女風は、用法・用量を守って正しく利用いたしましょう。

既婚ユーザー・ネギブロコの女性用風俗利用日記+日常譚

退職記念日

昨日は、16年間勤めた出版社へ、文字通り“最後の出社”をしてきました。退職したい旨を会社に伝えてから、約2ヶ月。出社・リモートワーク・現場への直行・諸々の引き継ぎ・クライアントや担当歌手へのご挨拶・デスク周りの片付け…etcをこなす中で時間はあっという間に過ぎ去り、18日付けで無事退社致しました。


「このご時世だから送別会は出来ない」と事前に言われていたにも関わらず、編集長が気を遣ってくれ「メシでも行ってきたら?」とポケットマネーをポン。同じく出社していた後輩記者2人と一緒に、少しお高めのランチを頂きました。食後には、入社以来初めてとなるスリーショット写真の撮影も(笑)。


さてさて、今の率直な気持ちを述べますと、寂しい=10%、達成感+開放感=90%という感じです。望んで就いた職とはいえ、16年間〆切に追われ続ける生活を送ってきたため「もう〆切を気にしなくていいんだ」「徹夜で書いたりしなくていいんだ」という開放感がものすごい。正直、めーっちゃ嬉しいです!


私が所属していたのは、エンタメ系月刊誌の編集部。発売日の関係で、毎月1〜2日あたりが最終〆切日なのですが、これが本当にキツイ。友達から「1ヶ月もあるんでしょ? その間にゆっくり書けそうじゃん」と言われた時は「ワレゴラァァァ‼︎   東京湾に沈めたろかい!」と思ったけれど(笑)、異業種の人からはそういうふうに見えてるのか…と勉強にもなりましたね。

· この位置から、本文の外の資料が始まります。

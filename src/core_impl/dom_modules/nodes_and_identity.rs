impl Dom {
    pub(crate) fn new() -> Self {
        let root = Node {
            parent: None,
            children: Vec::new(),
            node_type: NodeType::Document,
        };
        Self {
            nodes: vec![root],
            root: NodeId(0),
            id_index: HashMap::new(),
            viewport_scroll_y: 0,
        }
    }

    /// Parses a full page or a fragment.
    pub fn parse(html: &str) -> Result<Self> {
        parse_html(html)
    }

    pub fn root(&self) -> NodeId {
        self.root
    }

    pub(crate) fn create_node(&mut self, parent: Option<NodeId>, node_type: NodeType) -> NodeId {
        let id = NodeId(self.nodes.len());
        self.nodes.push(Node {
            parent,
            children: Vec::new(),
            node_type,
        });
        if let Some(parent_id) = parent {
            self.nodes[parent_id.0].children.push(id);
        }
        id
    }

    pub(crate) fn create_element(
        &mut self,
        parent: NodeId,
        tag_name: String,
        attrs: HashMap<String, String>,
    ) -> NodeId {
        let id_attr = attrs.get("id").cloned();
        let element = Element {
            value: attrs.get("value").cloned().unwrap_or_default(),
            checked: attrs.contains_key("checked"),
            disabled: attrs.contains_key("disabled"),
            scroll_top: 0,
            tag_name,
            attrs,
        };
        let id = self.create_node(Some(parent), NodeType::Element(element));
        if let Some(id_attr) = id_attr {
            self.index_id(&id_attr, id);
        }
        id
    }

    pub(crate) fn create_text(&mut self, parent: NodeId, text: String) -> NodeId {
        self.create_node(Some(parent), NodeType::Text(text))
    }

    pub(crate) fn element(&self, node_id: NodeId) -> Option<&Element> {
        match &self.nodes.get(node_id.0)?.node_type {
            NodeType::Element(element) => Some(element),
            _ => None,
        }
    }

    pub(crate) fn element_mut(&mut self, node_id: NodeId) -> Option<&mut Element> {
        match &mut self.nodes.get_mut(node_id.0)?.node_type {
            NodeType::Element(element) => Some(element),
            _ => None,
        }
    }

    pub(crate) fn tag_name(&self, node_id: NodeId) -> Option<&str> {
        self.element(node_id).map(|e| e.tag_name.as_str())
    }

    pub(crate) fn parent(&self, node_id: NodeId) -> Option<NodeId> {
        self.nodes.get(node_id.0)?.parent
    }

    /// Parent chain of `node_id`, nearest first.
    pub(crate) fn ancestors(&self, node_id: NodeId) -> impl Iterator<Item = NodeId> + '_ {
        std::iter::successors(self.parent(node_id), move |node| self.parent(*node))
    }

    pub(crate) fn is_connected(&self, node_id: NodeId) -> bool {
        node_id == self.root || self.ancestors(node_id).any(|node| node == self.root)
    }

    pub(crate) fn find_ancestor_by_tag(&self, node_id: NodeId, tag: &str) -> Option<NodeId> {
        self.ancestors(node_id).find(|node| {
            self.tag_name(*node)
                .is_some_and(|name| name.eq_ignore_ascii_case(tag))
        })
    }

    pub(crate) fn by_id(&self, id: &str) -> Option<NodeId> {
        self.id_index.get(id).and_then(|ids| ids.first().copied())
    }

    pub(crate) fn by_id_all(&self, id: &str) -> Vec<NodeId> {
        self.id_index.get(id).cloned().unwrap_or_default()
    }

    pub(crate) fn index_id(&mut self, id: &str, node_id: NodeId) {
        if id.is_empty() {
            return;
        }
        self.id_index
            .entry(id.to_string())
            .or_default()
            .push(node_id);
    }

    /// Reindexes ids after a structural edit. Detached subtrees drop out.
    pub(crate) fn rebuild_id_index(&mut self) {
        self.id_index.clear();
        for node in self.all_element_nodes() {
            if let Some(id) = self.attr(node, "id") {
                self.index_id(&id, node);
            }
        }
    }

    pub(crate) fn attr(&self, node_id: NodeId, name: &str) -> Option<String> {
        self.element(node_id)
            .and_then(|element| element.attrs.get(name).cloned())
    }
}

軽く説明しますと、巻頭やグラビアなど頁数を割くものや、特集や密着取材など入念な準備が必要なものは編集会議できっちり決めますが、それ以外は基本、流動的です。1ヶ月あれば世の中のいろいろな流れが変わるし、誰かの不祥事があったりCDの発売日・映画の公開日が延期になったりと、突発的な変更も結構ある。だから、どの記事をどのくらいのボリュームでどこに載せるか、カラーにするかモノクロにするか…などは「これ以上待てない」というギリギリのタイミングになってようやく決めるのです。よって、1ヶ月間取材してきた膨大な量の素材を、〆切期間中(何と!大抵1週間以内)に一気に書き切らないといけない。しかも我が編集部は少人数で回しているので、エディター・ライター・時にカメラマンと、履いているのは二足の草鞋ならぬ三足の草鞋。大手であれば記者は執筆に専念できるのでしょうが、我々のような弱小出版社では、まず編集としての仕事をする必要があります。

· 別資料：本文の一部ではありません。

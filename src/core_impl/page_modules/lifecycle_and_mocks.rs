impl Page {
    pub fn from_html(html: &str) -> Result<Self> {
        Self::with_config(html, AjaxConfig::default())
    }

    pub fn with_config(html: &str, config: AjaxConfig) -> Result<Self> {
        config.validate()?;
        let dom = Dom::parse(html)?;
        let mut page = Self {
            dom,
            scheduler: SchedulerState::with_step_limit(config.timer_step_limit),
            config,
            registry: FormRegistry::default(),
            scroll: ScrollState::default(),
            requests: RequestQueue::default(),
            mock_transport: MockTransport::new(),
            transport: None,
            translator: Box::new(Catalog::new()?),
            editor: None,
            trace: TraceState::default(),
            url: "http://localhost/".to_string(),
            navigations: Vec::new(),
        };
        let root = page.dom.root;
        page.attach_behaviors_within(root)?;
        Ok(page)
    }

    pub fn config(&self) -> &AjaxConfig {
        &self.config
    }

    pub fn dom(&self) -> &Dom {
        &self.dom
    }

    pub fn dom_mut(&mut self) -> &mut Dom {
        &mut self.dom
    }

    pub fn url(&self) -> &str {
        &self.url
    }

    /// Sets the page URL, used as the POST target for forms without an
    /// `action` and as the origin of recorded navigations.
    pub fn set_url(&mut self, url: &str) {
        self.url = url.to_string();
    }

    pub fn set_translator(&mut self, translator: Box<dyn Translator>) {
        self.translator = translator;
    }

    pub fn set_rich_text_editor(&mut self, editor: Box<dyn RichTextEditor>) {
        self.editor = Some(editor);
    }

    /// Routes requests through `transport` instead of the built-in mocks.
    pub fn set_transport(&mut self, transport: Box<dyn Transport>) {
        self.transport = Some(transport);
    }

    pub fn set_response_mock(&mut self, url: &str, body: &str) {
        self.mock_transport.set_response(url, body);
    }

    pub fn set_transport_failure(&mut self, url: &str, error: TransportError) {
        self.mock_transport.set_failure(url, error);
    }

    pub fn clear_response_mocks(&mut self) {
        self.mock_transport.clear();
    }

    /// Requests the built-in mock transport has sent so far.
    pub fn take_sent_requests(&mut self) -> Vec<SubmitRequest> {
        self.mock_transport.take_calls()
    }

    pub fn take_navigations(&mut self) -> Vec<Navigation> {
        std::mem::take(&mut self.navigations)
    }

    /// Replaces the children of the first match with `html`, as a host page
    /// does when it loads content into a container. Call
    /// [`Page::attach_behaviors`] afterwards to bind forms in the new content.
    pub fn set_inner_html(&mut self, selector: &str, html: &str) -> Result<()> {
        let target = self.select_one(selector)?;
        self.dom.set_inner_html(target, html)
    }

    fn post(&mut self, request: &SubmitRequest) -> std::result::Result<String, TransportError> {
        match self.transport.as_mut() {
            Some(transport) => transport.post(request),
            None => self.mock_transport.post(request),
        }
    }
}
use super::*;
use serde::Deserialize;

/// Markup contract and timing knobs for [`Page`].
///
/// Every field has a default matching the conventional markup
/// (`ajax-form`, `ajax-trigger`, `#edit-submit`, `#TB_window`), so a JSON
/// settings blob only needs the keys it overrides.
#[derive(Debug, Clone, PartialEq, Eq, Deserialize)]
#[serde(default, deny_unknown_fields)]
pub struct AjaxConfig {
    pub form_class: String,
    pub trigger_class: String,
    pub default_submit_id: String,
    pub modal_id: String,
    pub preview_class: String,
    pub messages_class: String,
    pub marker_field: String,
    pub scroll_step: i64,
    pub scroll_interval_ms: i64,
    /// When false the per-form gate never closes, so overlapping submissions
    /// of the same form are all sent.
    pub single_flight: bool,
    pub timer_step_limit: usize,
}

impl Default for AjaxConfig {
    fn default() -> Self {
        Self {
            form_class: "ajax-form".to_string(),
            trigger_class: "ajax-trigger".to_string(),
            default_submit_id: "edit-submit".to_string(),
            modal_id: "TB_window".to_string(),
            preview_class: "ajax-preview".to_string(),
            messages_class: "messages".to_string(),
            marker_field: "ajax".to_string(),
            scroll_step: 100,
            scroll_interval_ms: 100,
            single_flight: true,
            timer_step_limit: 10_000,
        }
    }
}

impl AjaxConfig {
    pub fn from_json(json: &str) -> Result<Self> {
        let config: Self =
            serde_json::from_str(json).map_err(|err| Error::Config(err.to_string()))?;
        config.validate()?;
        Ok(config)
    }

    pub fn validate(&self) -> Result<()> {
        let names = [
            ("form_class", &self.form_class),
            ("trigger_class", &self.trigger_class),
            ("default_submit_id", &self.default_submit_id),
            ("modal_id", &self.modal_id),
            ("preview_class", &self.preview_class),
            ("messages_class", &self.messages_class),
            ("marker_field", &self.marker_field),
        ];
        for (key, value) in names {
            if value.trim().is_empty() {
                return Err(Error::Config(format!("{key} must not be empty")));
            }
            if key != "marker_field" && value.chars().any(|ch| ch.is_whitespace()) {
                return Err(Error::Config(format!(
                    "{key} must be a single token: {value:?}"
                )));
            }
        }
        if self.scroll_step <= 0 {
            return Err(Error::Config("scroll_step must be positive".into()));
        }
        if self.scroll_interval_ms <= 0 {
            return Err(Error::Config("scroll_interval_ms must be positive".into()));
        }
        if self.timer_step_limit == 0 {
            return Err(Error::Config(
                "timer_step_limit requires at least 1 step".into(),
            ));
        }
        Ok(())
    }

    pub(crate) fn form_selector(&self) -> String {
        class_attr_selector(&self.form_class)
    }

    pub(crate) fn trigger_selector(&self) -> String {
        class_attr_selector(&self.trigger_class)
    }

    pub(crate) fn default_submit_selector(&self) -> String {
        id_attr_selector(&self.default_submit_id)
    }

    pub(crate) fn cleanup_selector(&self) -> String {
        format!(
            "{}, {}",
            class_attr_selector(&self.messages_class),
            class_attr_selector(&self.preview_class)
        )
    }
}
use super::*;

#[test]
fn catalog_passes_unknown_strings_through() -> Result<()> {
    let catalog = Catalog::new()?;
    assert_eq!(catalog.translate("Loading...", &[]), "Loading...");
    Ok(())
}

#[test]
fn catalog_uses_entries_and_substitutes_placeholders() -> Result<()> {
    let catalog = Catalog::with_entries([
        ("Loading...", "Chargement..."),
        ("Saved @title by %user. !link", "Enregistré @title par %user. !link"),
    ])?;

    assert_eq!(catalog.translate("Loading...", &[]), "Chargement...");
    assert_eq!(
        catalog.translate(
            "Saved @title by %user. !link",
            &[
                ("@title", "<Fish & chips>"),
                ("%user", "ana"),
                ("!link", r#"<a href="/n/1">view</a>"#),
            ],
        ),
        r#"Enregistré &lt;Fish &amp; chips&gt; par <em class="placeholder">ana</em>. <a href="/n/1">view</a>"#
    );
    Ok(())
}

#[test]
fn placeholders_need_a_matching_argument_and_a_word_boundary() -> Result<()> {
    let catalog = Catalog::new()?;
    assert_eq!(
        catalog.translate("Mail admin@site.org about @count and @other", &[("@count", "3")]),
        "Mail admin@site.org about 3 and @other"
    );
    Ok(())
}

#[test]
fn config_defaults_follow_the_conventional_markup() {
    let config = AjaxConfig::default();
    assert_eq!(config.form_selector(), r#"[class~="ajax-form"]"#);
    assert_eq!(config.trigger_selector(), r#"[class~="ajax-trigger"]"#);
    assert_eq!(config.default_submit_selector(), r#"[id="edit-submit"]"#);
    assert_eq!(
        config.cleanup_selector(),
        r#"[class~="messages"], [class~="ajax-preview"]"#
    );
    assert_eq!(config.modal_id, "TB_window");
    assert_eq!(config.marker_field, "ajax");
    assert!(config.single_flight);
    assert!(config.validate().is_ok());
}

#[test]
fn config_names_with_selector_punctuation_match_literally() -> Result<()> {
    let config = AjaxConfig::from_json(
        r#"{"form_class": "js.ajax", "default_submit_id": "1edit:submit"}"#,
    )?;
    let dom = Dom::parse(
        r#"<form id="a" class="js.ajax"><input type="submit" id="1edit:submit"></form>
           <form id="b" class="js"><input id="edit"></form>"#,
    )?;
    let forms = dom.query_selector_all(&config.form_selector())?;
    assert_eq!(forms, dom.by_id("a").into_iter().collect::<Vec<_>>());
    let submit = dom.query_selector_all(&config.default_submit_selector())?;
    assert_eq!(submit, dom.by_id("1edit:submit").into_iter().collect::<Vec<_>>());
    Ok(())
}

#[test]
fn config_from_json_overrides_only_given_keys() -> Result<()> {
    let config = AjaxConfig::from_json(
        r#"{"form_class": "js-ajax", "scroll_step": 40, "single_flight": false}"#,
    )?;
    assert_eq!(config.form_class, "js-ajax");
    assert_eq!(config.scroll_step, 40);
    assert!(!config.single_flight);
    assert_eq!(config.trigger_class, "ajax-trigger");
    assert_eq!(config.scroll_interval_ms, 100);
    Ok(())
}

#[test]
fn config_rejects_bad_values() {
    for json in [
        r#"{"form_clas": "typo"}"#,
        r#"{"form_class": ""}"#,
        r#"{"trigger_class": "two words"}"#,
        r#"{"scroll_step": 0}"#,
        r#"{"scroll_interval_ms": -5}"#,
        r#"{"timer_step_limit": 0}"#,
        r#"{"modal_id": 7}"#,
    ] {
        let result = AjaxConfig::from_json(json);
        assert!(
            matches!(result, Err(Error::Config(_))),
            "{json}: expected config error, got {result:?}"
        );
    }
}

#[test]
fn page_refuses_invalid_config() {
    let config = AjaxConfig {
        default_submit_id: " ".into(),
        ..AjaxConfig::default()
    };
    assert!(matches!(
        Page::with_config("<form></form>", config),
        Err(Error::Config(_))
    ));
}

最初にやるべきは、プロカメラマンに撮影してもらった写真(表紙や特集など)のセレクトです。スタジオでの写真はそこまで枚数は多くないけれど、ライブ写真となると1000枚以上ということもザラ。目をショボつかせつつ(笑)全カットをチェックし、その中から自分が「最適だ」と思うものを選ぶ。渾身の1枚を(歌手が所属する)事務所に否定され、「これじゃないやつありますか」と言われることもあるので一応差し替え用も選んでおきますが、そうならないよう上手く説得するのも仕事のうちです。ここだけの話、事務所は「なるべくパブリックイメージに近いカットを」と言いがち。それも分からなくはないけれど、私は「せっかく撮り下ろすんだから、ファンの人もご本人も“今まで見たことがない”と感じる表情を捉えたい」という考えです。「無難な写真でいいなら、わざわざ時間とお金をかけて撮る必要はない。宣材かアー写でいい」と思います。ここはある意味、闘いですね。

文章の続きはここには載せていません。